André Weil, The Mathematics Curriculum, Collected Papers vol II.

‘It may sometimes happen that a truth, an insight, which you have slowly and laboriously puzzled out by thinking for yourself could easily have been found already written in a book; but it is a hundred times more valuable if you have arrived at it by thinking for yourself. For only then will it enter your thought-system as an integral part and living member, be perfectly and firmly consistent with it and in accord with all its other consequences and conclusions, bear the hue, colour and stamp of your whole manner of thinking, and have arrived at just the moment it was needed; it will thus stand firmly and forever lodged in your mind. ‘

‘For the man who thinks for himself becomes acquainted with the authorities on his opinions only after he has acquired them and merely as confirmation of them, while the book-philosopher starts with his authorities, in that he constructs his opinions by collecting together the opinions of others: his mind then compares with that of the former as an automaton compares with a living man.’
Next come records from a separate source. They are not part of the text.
/*!
Ranking by iteratively choosing best and rejecting worst choices.
*/
use super::{choices::KernelKind, Digraph};
use crate::{algebra::omin, datatypes::Decimal, error::Result};
use roaring::RoaringBitmap;
use std::fmt::Display;

/// A choice together with its credibility.
#[derive(Debug, Clone, PartialEq)]
pub struct RankedChoice {
    /// Credibility of the choice.
    pub credibility: Decimal,
    /// Positions of the chosen actions.
    pub choice: RoaringBitmap,
    /// Keys of the chosen actions.
    pub keys: Vec<String>,
}

impl RankedChoice {
    fn new(digraph: &Digraph, credibility: Decimal, choice: RoaringBitmap) -> Self {
        Self {
            credibility,
            keys: digraph.choice_keys(&choice),
            choice,
        }
    }

    /// Returns true if nothing was chosen.
    pub fn is_empty(&self) -> bool {
        self.choice.is_empty()
    }
}

/// Result of [Digraph::ranking_by_choosing]: one `(best, worst)` pair per step.
#[derive(Debug, Clone, PartialEq)]
pub struct RankingByChoosing {
    /// True if the codual relation was used.
    pub codual: bool,
    /// Best and worst choice of every step.
    pub result: Vec<(RankedChoice, RankedChoice)>,
}

impl RankingByChoosing {
    /// Equivalence classes of keys, from the best to the worst.
    pub fn weak_order(&self) -> Vec<Vec<String>> {
        let mut head: Vec<Vec<String>> = Vec::new();
        let mut tail: Vec<Vec<String>> = Vec::new();
        for (best, worst) in self.result.iter() {
            if best.choice == worst.choice {
                if !best.is_empty() {
                    head.push(best.keys.clone());
                }
                continue;
            }
            if !best.is_empty() {
                head.push(best.keys.clone());
            }
            if !worst.is_empty() {
                tail.push(worst.keys.clone());
            }
        }
        head.extend(tail.into_iter().rev());
        head
    }
}

fn ordinal(rank: usize) -> String {
    let suffix = match (rank % 10, rank % 100) {
        (1, r) if r != 11 => "st",
        (2, r) if r != 12 => "nd",
        (3, r) if r != 13 => "rd",
        _ => "th",
    };
    format!("{rank}{suffix}")
}

impl Display for RankingByChoosing {
    fn fmt(&self, f: &mut std::fmt::Formatter<'_>) -> std::fmt::Result {
        writeln!(f, "Ranking by Choosing and Rejecting")?;
        if self.codual {
            writeln!(f, " (codual relation)")?;
        }
        for (step, (best, _)) in self.result.iter().enumerate() {
            writeln!(
                f,
                "{:indent$}{} ranked {:?} ({:.2})",
                "",
                ordinal(step + 1),
                best.keys,
                best.credibility,
                indent = 2 * (step + 1)
            )?;
        }
        for (step, (_, worst)) in self.result.iter().enumerate().rev() {
            writeln!(
                f,
                "{:indent$}{} last ranked {:?} ({:.2})",
                "",
                ordinal(step + 1),
                worst.keys,
                worst.credibility,
                indent = 2 * (step + 1)
            )?;
        }
        Ok(())
    }
}

#[derive(Debug)]
struct Candidate {
    credibility: Decimal,
    choice: RoaringBitmap,
    name: String,
    determinateness: Decimal,
}

impl Digraph {
    /// Ranks the actions by repeatedly extracting the best and the worst choice of the remaining
    /// actions.
    ///
    /// Candidates are the prekernels of the chordless odd circuits augmentation of the remaining
    /// actions. The best choice maximises `omin(d, ¬ab)` among dominant ones, the worst
    /// `omin(ab, ¬d)` among absorbent ones; ties go to the smaller choice string, then to the
    /// higher determinateness.
    pub fn ranking_by_choosing(&self, codual: bool) -> Result<RankingByChoosing> {
        log::info!("[Start] ranking by choosing of {}", self.name);
        let digraph = if codual { self.codual() } else { self.clone() };
        let domain = self.domain;
        let mut remaining = self.actions.all();
        let mut result = Vec::new();
        loop {
            match remaining.len() {
                0 => break,
                1 => {
                    let single = RankedChoice::new(self, domain.max(), remaining.clone());
                    result.push((single.clone(), single));
                    break;
                }
                2 => {
                    let pair: Vec<usize> = remaining.iter().map(|x| x as usize).collect();
                    let (a, b) = (pair[0], pair[1]);
                    let (forward, backward) = (digraph.relation[a][b], digraph.relation[b][a]);
                    let step = if forward == backward {
                        let block = RankedChoice::new(self, domain.med(), remaining.clone());
                        (block.clone(), block)
                    } else {
                        let (winner, loser) = if forward > backward { (a, b) } else { (b, a) };
                        let credibility = omin(
                            &domain,
                            [
                                digraph.relation[winner][loser],
                                domain.negate(digraph.relation[loser][winner]),
                            ],
                        );
                        (
                            RankedChoice::new(self, credibility, single(winner)),
                            RankedChoice::new(self, credibility, single(loser)),
                        )
                    };
                    result.push(step);
                    break;
                }
                _ => {}
            }
            let positions: Vec<u32> = remaining.iter().collect();
            let coca = digraph.restricted(&remaining).coca_digraph()?;
            let augmented = coca.digraph();
            let original = |kernel: &RoaringBitmap| -> RoaringBitmap {
                coca.flatten_choice(kernel)
                    .iter()
                    .map(|x| positions[x as usize])
                    .collect()
            };
            let candidates = |kind: KernelKind| -> Option<Candidate> {
                augmented
                    .prekernels(kind)
                    .into_iter()
                    .map(|kernel| {
                        let (d, ab) = (augmented.dominance(&kernel), augmented.absorbency(&kernel));
                        let credibility = match kind {
                            KernelKind::Dominant => omin(&domain, [d, domain.negate(ab)]),
                            KernelKind::Absorbent => omin(&domain, [ab, domain.negate(d)]),
                        };
                        let choice = original(&kernel);
                        Candidate {
                            credibility,
                            name: self.actions.print_choice(&choice).to_string(),
                            determinateness: augmented.choice_vector(&kernel, kind).determinateness,
                            choice,
                        }
                    })
                    .min_by(|a, b| {
                        b.credibility
                            .cmp(&a.credibility)
                            .then(a.name.cmp(&b.name))
                            .then(b.determinateness.cmp(&a.determinateness))
                    })
            };
            let best = candidates(KernelKind::Dominant);
            let worst = candidates(KernelKind::Absorbent);
            let (best, worst) = match (best, worst) {
                (None, None) => {
                    log::debug!("no prekernels left, ambiguous block");
                    let block = RankedChoice::new(self, domain.med(), remaining.clone());
                    result.push((block.clone(), block));
                    break;
                }
                (best, worst) => (best, worst),
            };
            let best = match best {
                Some(best) => RankedChoice::new(self, best.credibility, best.choice),
                None => RankedChoice::new(self, domain.med(), RoaringBitmap::new()),
            };
            let worst = match worst {
                Some(worst) => {
                    RankedChoice::new(self, worst.credibility, &worst.choice - &best.choice)
                }
                None => RankedChoice::new(self, domain.med(), RoaringBitmap::new()),
            };
            log::debug!(
                "best {:?} ({}), worst {:?} ({})",
                best.keys,
                best.credibility,
                worst.keys,
                worst.credibility
            );
            remaining -= &best.choice;
            remaining -= &worst.choice;
            let stalled = best.is_empty() && worst.is_empty();
            result.push((best, worst));
            if stalled {
                let block = RankedChoice::new(self, domain.med(), remaining.clone());
                result.push((block.clone(), block));
                break;
            }
        }
        log::info!("[Done] ranking by choosing in {} steps", result.len());
        Ok(RankingByChoosing { codual, result })
    }
}

fn single(x: usize) -> RoaringBitmap {
    [x as u32].into_iter().collect()
}

#[cfg(test)]
mod test {
    use super::*;
    use crate::test::{crisp, valued};
    use test_log::test;

    #[test]
    fn linear_order() {
        let digraph = crisp(
            &["a", "b", "c", "d"],
            &[("a", "b"), ("a", "c"), ("a", "d"), ("b", "c"), ("b", "d"), ("c", "d")],
        );
        let ranking = digraph.ranking_by_choosing(false).unwrap();
        assert_eq!(ranking.result.len(), 2);
        assert_eq!(ranking.result[0].0.keys, vec!["a"]);
        assert_eq!(ranking.result[0].0.credibility, Decimal::ONE);
        assert_eq!(ranking.result[0].1.keys, vec!["d"]);
        assert_eq!(ranking.result[1].0.keys, vec!["b"]);
        assert_eq!(ranking.result[1].1.keys, vec!["c"]);
        assert_eq!(
            ranking.weak_order(),
            vec![vec!["a"], vec!["b"], vec!["c"], vec!["d"]]
        );
        let printed = ranking.to_string();
        assert!(printed.contains("1st ranked [\"a\"] (1.00)"));
        assert!(printed.contains("1st last ranked [\"d\"]"));
    }

    #[test]
    fn terminal_pairs() {
        let digraph = valued(&["a", "b"], &[("b", "a", 600_000), ("a", "b", -200_000)]);
        let ranking = digraph.ranking_by_choosing(false).unwrap();
        assert_eq!(ranking.result.len(), 1);
        assert_eq!(ranking.result[0].0.keys, vec!["b"]);
        assert_eq!(ranking.result[0].1.keys, vec!["a"]);
        assert_eq!(ranking.result[0].0.credibility, Decimal::from_units(200_000));

        let tied = valued(&["a", "b"], &[]);
        let ranking = tied.ranking_by_choosing(false).unwrap();
        assert_eq!(ranking.weak_order(), vec![vec!["a", "b"]]);
        assert_eq!(ranking.result[0].0.credibility, Decimal::ZERO);
    }

    #[test]
    fn single_action() {
        let digraph = crisp(&["a"], &[]);
        let ranking = digraph.ranking_by_choosing(true).unwrap();
        assert!(ranking.codual);
        assert_eq!(ranking.result.len(), 1);
        assert_eq!(ranking.result[0].0.credibility, Decimal::ONE);
        assert_eq!(ranking.weak_order(), vec![vec!["a"]]);
    }

    #[test]
    fn odd_circuit_is_ambiguous() {
        let digraph = crisp(&["a", "b", "c"], &[("a", "b"), ("b", "c"), ("c", "a")]);
        let ranking = digraph.ranking_by_choosing(false).unwrap();
        assert_eq!(ranking.weak_order(), vec![vec!["a", "b", "c"]]);
    }

    #[test]
    fn ordinals() {
        assert_eq!(ordinal(1), "1st");
        assert_eq!(ordinal(2), "2nd");
        assert_eq!(ordinal(3), "3rd");
        assert_eq!(ordinal(11), "11th");
        assert_eq!(ordinal(22), "22nd");
    }
}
Arthur Schopenhauer, On Thinking for Yourself, translated by J. R. Hollingdale.

‘I never am really satisfied that I understand anything; because, understand it well as I may, my comprehension can only be an infinitesimal fraction of all I want to understand about the many connections and relations which occur to me, how the matter in question was first thought of or arrived at, etc.’

Ada Lovelace (apparently as quoted in Harry Henderson’s Modern Mathematicians).

Tout mouvement nous descouvre

‘All motion discovers us: the very same soul of Caesar, that made itself
so conspicuous in marshalling and commanding the battle of Pharsalia, was
also seen as solicitous and busy in the softer affairs of love and
leisure. A man makes a judgment of a horse, not only by seeing him when
he is showing off his paces, but by his very walk, nay, and by seeing him
stand in the stable.’

Montaigne, Of Democritus and Heraclitus, translated by Charles Cotton.

‘It is a wonderful thing how the individuality of every man (i.e. a certain particular character with a certain particular intellect) minutely determines his every thought and action and like penetrative dye permeates even the most insignificant part of them, so that the entire life-course, i.e. the inner and outer history, of each one differs fundamentally from that of all the others. As a botanist can recognize the whole plant from one leaf, as Cuvier can construct the whole animal from one bone, so an accurate knowledge of a man’s character can be arrived at from a single characteristic action; and that is true even when this action involves some trifle – indeed this is often better for the purpose, for with important things people are on their guard, while with trifles they follow their own nature without much reflection.’

Arthur Schopenhauer, On Ethics, translated by R. J. Hollingdale.